Smart Cities and Artificial Intelligence

The convergence is happening all around us, funnelling us through a planetary paradigm shift. In these dour times — Scientific American described four “converging crises”; the pandemic, the US political crisis, climate change, economic depression — convergence can enable coordination and mitigate collapse. With that in mind, I am pleased to report on the book Smart Cities and Artificial Intelligence: Convergent Systems for Planning, Design, and Operations, by Christopher Grant Kirwan (US) and Zhiyong Fu (China), published by Elsevier Press, May 5th, 2020, where I am credited as editor, researcher, and contributor. The book was a team effort (convergence), led by the two authors who have been working together for a decade and represent an aspirational collaboration between the US and China. Such a partnership and vision are needed now more than ever in these times. The abstract of the book reads:

“Smart Cities and Artificial Intelligence offers a comprehensive view of how cities are evolving as smart ecosystems through the convergence of technologies incorporating machine learning and neural network capabilities, geospatial intelligence, data analytics & visualization, sensors, and smart connected objects to name a few. These recent advances in AI move us closer to developing operating systems that simulate human, machine, and environmental patterns from transportation infrastructure to communication networks. Understanding cities as real-time, living, dynamic systems coupled with new tools including generative design allows readers to plan, manage, and optimize city operations, making cities more efficient and sustainable with the ultimate goal of becoming self-regulating.” — blurb on Google Books.

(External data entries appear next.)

use std::collections::HashMap;
use std::ops::Add;
use std::sync::{Arc, RwLock};
use std::time::Duration;

use axum::http::StatusCode;
use axum::response::{IntoResponse, Response};
use tokio::runtime;
use tokio::sync::mpsc;
use tracing::warn;

/// Liveness reporting for the long-running loops of the pipeline.
///
/// The service runs several independent loops (intake, window workers,
/// the history processor), and the pod can only be trusted with events
/// if all of them are still making progress. Each loop registers with
/// the registry and must report healthy more often than its deadline;
/// a loop that stops reporting is considered stalled and the liveness
/// probe fails, letting the orchestrator restart the pod.
#[derive(Default, Debug)]
pub struct HealthStatus {
    /// True iff every registered component reported within its deadline
    pub healthy: bool,
    /// Per-component status, rendered in the probe body for debugging
    pub components: HashMap<String, ComponentStatus>,
}

impl IntoResponse for HealthStatus {
    fn into_response(self) -> Response {
        let body = format!("{self:?}");
        match self.healthy {
            true => (StatusCode::OK, body),
            false => (StatusCode::INTERNAL_SERVER_ERROR, body),
        }
        .into_response()
    }
}

#[derive(Debug, Clone, Eq, PartialEq)]
pub enum ComponentStatus {
    /// Set when a component registers, before its first report
    Starting,
    /// Healthy until the deadline; must report again before then
    HealthyUntil(time::OffsetDateTime),
    /// The component reported itself broken
    Unhealthy,
    /// The HealthyUntil deadline passed without a report
    Stalled,
}

struct HealthMessage {
    component: String,
    status: ComponentStatus,
}

#[derive(Clone)]
pub struct HealthHandle {
    component: String,
    deadline: Duration,
    sender: mpsc::Sender<HealthMessage>,
}

impl HealthHandle {
    /// Report healthy, asynchronously. Must be called more often than the
    /// deadline the component registered with.
    pub async fn report_healthy(&self) {
        self.report_status(ComponentStatus::HealthyUntil(
            time::OffsetDateTime::now_utc().add(self.deadline),
        ))
        .await
    }

    pub async fn report_status(&self, status: ComponentStatus) {
        let message = HealthMessage {
            component: self.component.clone(),
            status,
        };
        if let Err(err) = self.sender.send(message).await {
            warn!("failed to report health status: {}", err)
        }
    }

    /// Report healthy from non-async code (e.g. rdkafka callbacks).
    pub fn report_healthy_blocking(&self) {
        let message = HealthMessage {
            component: self.component.clone(),
            status: ComponentStatus::HealthyUntil(
                time::OffsetDateTime::now_utc().add(self.deadline),
            ),
        };
        // If we're inside a runtime, blocking_send would panic; spawn instead
        if let Ok(h) = runtime::Handle::try_current() {
            let m = self.clone();
            h.spawn(async move { m.report_status(message.status).await });
        } else if let Err(err) = self.sender.blocking_send(message) {
            warn!("failed to report health status: {}", err)
        }
    }
}

#[derive(Clone)]
pub struct HealthRegistry {
    name: String,
    components: Arc<RwLock<HashMap<String, ComponentStatus>>>,
    sender: mpsc::Sender<HealthMessage>,
}

impl HealthRegistry {
    pub fn new(name: &str) -> Self {
        let (tx, mut rx) = mpsc::channel::<HealthMessage>(16);
        let registry = Self {
            name: name.to_owned(),
            components: Default::default(),
            sender: tx,
        };

        let components = registry.components.clone();
        tokio::spawn(async move {
            while let Some(message) = rx.recv().await {
                if let Ok(mut map) = components.write() {
                    _ = map.insert(message.component, message.status);
                } else {
                    // Poisoned lock: the probes will fail and the process restart
                    warn!("poisoned HealthRegistry lock")
                }
            }
        });

        registry
    }

    /// Register a component. The returned handle is passed into the
    /// component's loop so it can report from there.
    pub async fn register(&self, component: String, deadline: Duration) -> HealthHandle {
        let handle = HealthHandle {
            component,
            deadline,
            sender: self.sender.clone(),
        };
        handle.report_status(ComponentStatus::Starting).await;
        handle
    }

    /// Overall process status, usable directly as an axum handler body.
    pub fn get_status(&self) -> HealthStatus {
        let components = self
            .components
            .read()
            .expect("poisoned HealthRegistry lock");

        // Unhealthy until at least one component registered and all reported in time
        let mut result = HealthStatus {
            healthy: !components.is_empty(),
            components: Default::default(),
        };
        let now = time::OffsetDateTime::now_utc();

        for (name, status) in components.iter() {
            match status {
                ComponentStatus::HealthyUntil(until) if until.gt(&now) => {
                    _ = result.components.insert(name.clone(), status.clone());
                }
                ComponentStatus::HealthyUntil(_) => {
                    result.healthy = false;
                    _ = result
                        .components
                        .insert(name.clone(), ComponentStatus::Stalled);
                }
                _ => {
                    result.healthy = false;
                    _ = result.components.insert(name.clone(), status.clone());
                }
            }
        }

        if !result.healthy {
            warn!("{} health check failed: {:?}", self.name, result.components);
        }
        result
    }
}

#[cfg(test)]
mod tests {
    use super::*;
    use std::ops::Sub;

    async fn eventually<F>(check: F)
    where
        F: Fn() -> bool,
    {
        let deadline = time::OffsetDateTime::now_utc().add(time::Duration::seconds(5));
        while !check() && time::OffsetDateTime::now_utc().lt(&deadline) {
            tokio::time::sleep(Duration::from_millis(20)).await;
        }
        assert!(check())
    }

    #[tokio::test]
    async fn empty_registry_is_unhealthy() {
        let registry = HealthRegistry::new("liveness");
        assert!(!registry.get_status().healthy);
    }

    #[tokio::test]
    async fn component_lifecycle() {
        let registry = HealthRegistry::new("liveness");
        let handle = registry
            .register("intake".to_string(), Duration::from_secs(30))
            .await;
        eventually(|| registry.get_status().components.len() == 1).await;

        // Starting is not healthy
        assert!(!registry.get_status().healthy);

        handle.report_healthy().await;
        eventually(|| registry.get_status().healthy).await;

        handle.report_status(ComponentStatus::Unhealthy).await;
        eventually(|| !registry.get_status().healthy).await;
    }

    #[tokio::test]
    async fn stalled_component_fails_the_probe() {
        let registry = HealthRegistry::new("liveness");
        let handle = registry
            .register("scd2".to_string(), Duration::from_secs(30))
            .await;

        handle.report_healthy().await;
        eventually(|| registry.get_status().healthy).await;

        handle
            .report_status(ComponentStatus::HealthyUntil(
                time::OffsetDateTime::now_utc().sub(time::Duration::seconds(1)),
            ))
            .await;
        eventually(|| !registry.get_status().healthy).await;
        assert_eq!(
            registry.get_status().components.get("scd2"),
            Some(&ComponentStatus::Stalled)
        );
    }

    #[tokio::test]
    async fn all_components_must_report() {
        let registry = HealthRegistry::new("liveness");
        let intake = registry
            .register("intake".to_string(), Duration::from_secs(30))
            .await;
        let writer = registry
            .register("writer".to_string(), Duration::from_secs(30))
            .await;
        eventually(|| registry.get_status().components.len() == 2).await;

        intake.report_healthy().await;
        eventually(|| {
            registry.get_status().components.get("intake") != Some(&ComponentStatus::Starting)
        })
        .await;
        assert!(!registry.get_status().healthy);

        writer.report_healthy().await;
        eventually(|| registry.get_status().healthy).await;
    }

    #[tokio::test]
    async fn status_as_response() {
        let nok = HealthStatus::default().into_response();
        assert_eq!(nok.status(), StatusCode::INTERNAL_SERVER_ERROR);

        let ok = HealthStatus {
            healthy: true,
            components: Default::default(),
        }
        .into_response();
        assert_eq!(ok.status(), StatusCode::OK);
    }
}
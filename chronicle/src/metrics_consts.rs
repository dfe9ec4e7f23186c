pub const EVENTS_RECEIVED: &str = "chronicle_events_received";
pub const EMPTY_EVENTS: &str = "chronicle_empty_events";
pub const PARSE_ERRORS: &str = "chronicle_parse_errors";
pub const EVENTS_VALID: &str = "chronicle_valid_events";
pub const EVENTS_INVALID: &str = "chronicle_invalid_events";
pub const VALIDATION_RULE_FAILURES: &str = "chronicle_validation_rule_failures";
pub const FK_ADVISORY_FAILURES: &str = "chronicle_fk_advisory_failures";
pub const ALERTS_EMITTED: &str = "chronicle_alerts_emitted";
pub const ALERT_PUBLISH_FAILED: &str = "chronicle_alert_publish_failed";
pub const DEAD_LETTERS: &str = "chronicle_dead_letters";
pub const DEAD_LETTER_PUBLISH_FAILED: &str = "chronicle_dead_letter_publish_failed";
pub const LATE_EVENTS: &str = "chronicle_late_events";
pub const UNKNOWN_OBJECT_DROPPED: &str = "chronicle_unknown_object_dropped";
pub const OFFSET_STORE_FAILED: &str = "chronicle_offset_store_failed";

pub const REALTIME_WINDOWS_FLUSHED: &str = "chronicle_realtime_windows_flushed";
pub const REALTIME_ROWS_UPSERTED: &str = "chronicle_realtime_rows_upserted";
pub const REALTIME_WRITE_ATTEMPT: &str = "chronicle_realtime_write_attempt";
pub const REALTIME_BATCH_DEAD_LETTERED: &str = "chronicle_realtime_batch_dead_lettered";
pub const REALTIME_FLUSH_TIME: &str = "chronicle_realtime_flush_time_ms";
pub const REALTIME_OPEN_WINDOWS: &str = "chronicle_realtime_open_windows";

pub const HISTORY_WINDOWS_FLUSHED: &str = "chronicle_history_windows_flushed";
pub const HISTORY_VERSIONS_INSERTED: &str = "chronicle_history_versions_inserted";
pub const HISTORY_ROWS_CLOSED: &str = "chronicle_history_rows_closed";
pub const HISTORY_NOOP_UPDATES: &str = "chronicle_history_noop_updates";
pub const HISTORY_STALE_EVENTS: &str = "chronicle_history_stale_events";
pub const HISTORY_ANOMALIES: &str = "chronicle_history_anomalies";
pub const HISTORY_GROUP_FAILED: &str = "chronicle_history_group_failed";
pub const HISTORY_FLUSH_TIME: &str = "chronicle_history_flush_time_ms";
pub const HISTORY_OPEN_WINDOWS: &str = "chronicle_history_open_windows";
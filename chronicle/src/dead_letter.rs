use std::sync::Arc;

use chrono::{DateTime, Utc};
use common_kafka::kafka_producer::{send_iter_to_kafka, KafkaContext};
use rdkafka::producer::FutureProducer;
use serde::Serialize;
use tracing::error;

use crate::config::Config;
use crate::extract::Clock;
use crate::metrics_consts::{DEAD_LETTERS, DEAD_LETTER_PUBLISH_FAILED};

#[derive(Clone, Copy, Debug, Eq, PartialEq, Serialize)]
#[serde(rename_all = "snake_case")]
pub enum DeadLetterReason {
    ParseFailure,
    LateArrival,
    SinkWriteFailure,
    UnknownObjectType,
}

impl DeadLetterReason {
    pub fn as_str(&self) -> &'static str {
        match self {
            DeadLetterReason::ParseFailure => "parse_failure",
            DeadLetterReason::LateArrival => "late_arrival",
            DeadLetterReason::SinkWriteFailure => "sink_write_failure",
            DeadLetterReason::UnknownObjectType => "unknown_object_type",
        }
    }
}

/// What lands on the dead-letter topic: the payload as received (or the
/// serialized batch, for sink failures), plus why it couldn't be
/// processed. Kept for inspection and replay, never silently discarded.
#[derive(Clone, Debug, Serialize)]
pub struct DeadLetter {
    pub reason: DeadLetterReason,
    pub detail: String,
    pub payload: String,
    pub timestamp: DateTime<Utc>,
}

pub struct DeadLetterQueue {
    producer: FutureProducer<KafkaContext>,
    topic: String,
    clock: Arc<dyn Clock>,
}

impl DeadLetterQueue {
    pub fn new(
        producer: FutureProducer<KafkaContext>,
        config: &Config,
        clock: Arc<dyn Clock>,
    ) -> Self {
        Self {
            producer,
            topic: config.dead_letter_topic.clone(),
            clock,
        }
    }

    pub async fn publish(&self, reason: DeadLetterReason, detail: String, payload: String) {
        let letter = DeadLetter {
            reason,
            detail,
            payload,
            timestamp: self.clock.now(),
        };

        let results = send_iter_to_kafka(&self.producer, &self.topic, [&letter]).await;
        for result in results {
            match result {
                Ok(()) => {
                    metrics::counter!(DEAD_LETTERS, "reason" => reason.as_str()).increment(1)
                }
                Err(e) => {
                    // Nowhere further to push it; the error log is the
                    // last resort record
                    metrics::counter!(DEAD_LETTER_PUBLISH_FAILED).increment(1);
                    error!(
                        "Failed to publish dead letter ({}): {:?}; detail: {}",
                        reason.as_str(),
                        e,
                        letter.detail
                    );
                }
            }
        }
    }
}

#[cfg(test)]
mod tests {
    use super::*;

    #[test]
    fn reasons_serialize_snake_case() {
        assert_eq!(
            serde_json::to_string(&DeadLetterReason::ParseFailure).unwrap(),
            r#""parse_failure""#
        );
        assert_eq!(
            serde_json::to_string(&DeadLetterReason::LateArrival).unwrap(),
            r#""late_arrival""#
        );
        assert_eq!(DeadLetterReason::SinkWriteFailure.as_str(), "sink_write_failure");
    }
}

The book is mostly technical, but strives to eschew the naive techno-optimistism or market fundamentalism of conventional smart city hype. Rather, I would describe it as semi-planned techno-opportunism, based on an AI convergence methodology with the understanding that a substantive paradigm shift is needed and is happening. The technological singularity is not a paradigm shift in itself, but requires a new social contract and worldview to match. This book takes a mostly positivistic view of technology combined with humanism, not “a social anthropological or political approach nor a technocratic one.” In this way, it attempts to outline a neutral methodology that accounts for all variables in the evolving context of smart cities to serve all actors and stakeholders equitably.

Given the global scale of the challenge of urbanization and growing populations amidst climate change, the idea of smart cities are a key point of leverage to achieve the necessary and desirable socio-technical systems transition. We are likely to reach a major technological-AI singularity by the end of this decade (2029 CE), as affirmed in The 21st Century Singularity and Global Futures (p. 7, 2020). Notwithstanding this precise prediction, there are many other micro-singularities that have already occurred, and many to come. Cognizant of these trends and the present state of technology, our book maps out a prefigurative Smart City OS to self-regulate cities, eco-systems, and public health. While AI is overtaking human capability on innovation and design itself, humanity is more important than ever. This mandates a proactive and metamodern perspective.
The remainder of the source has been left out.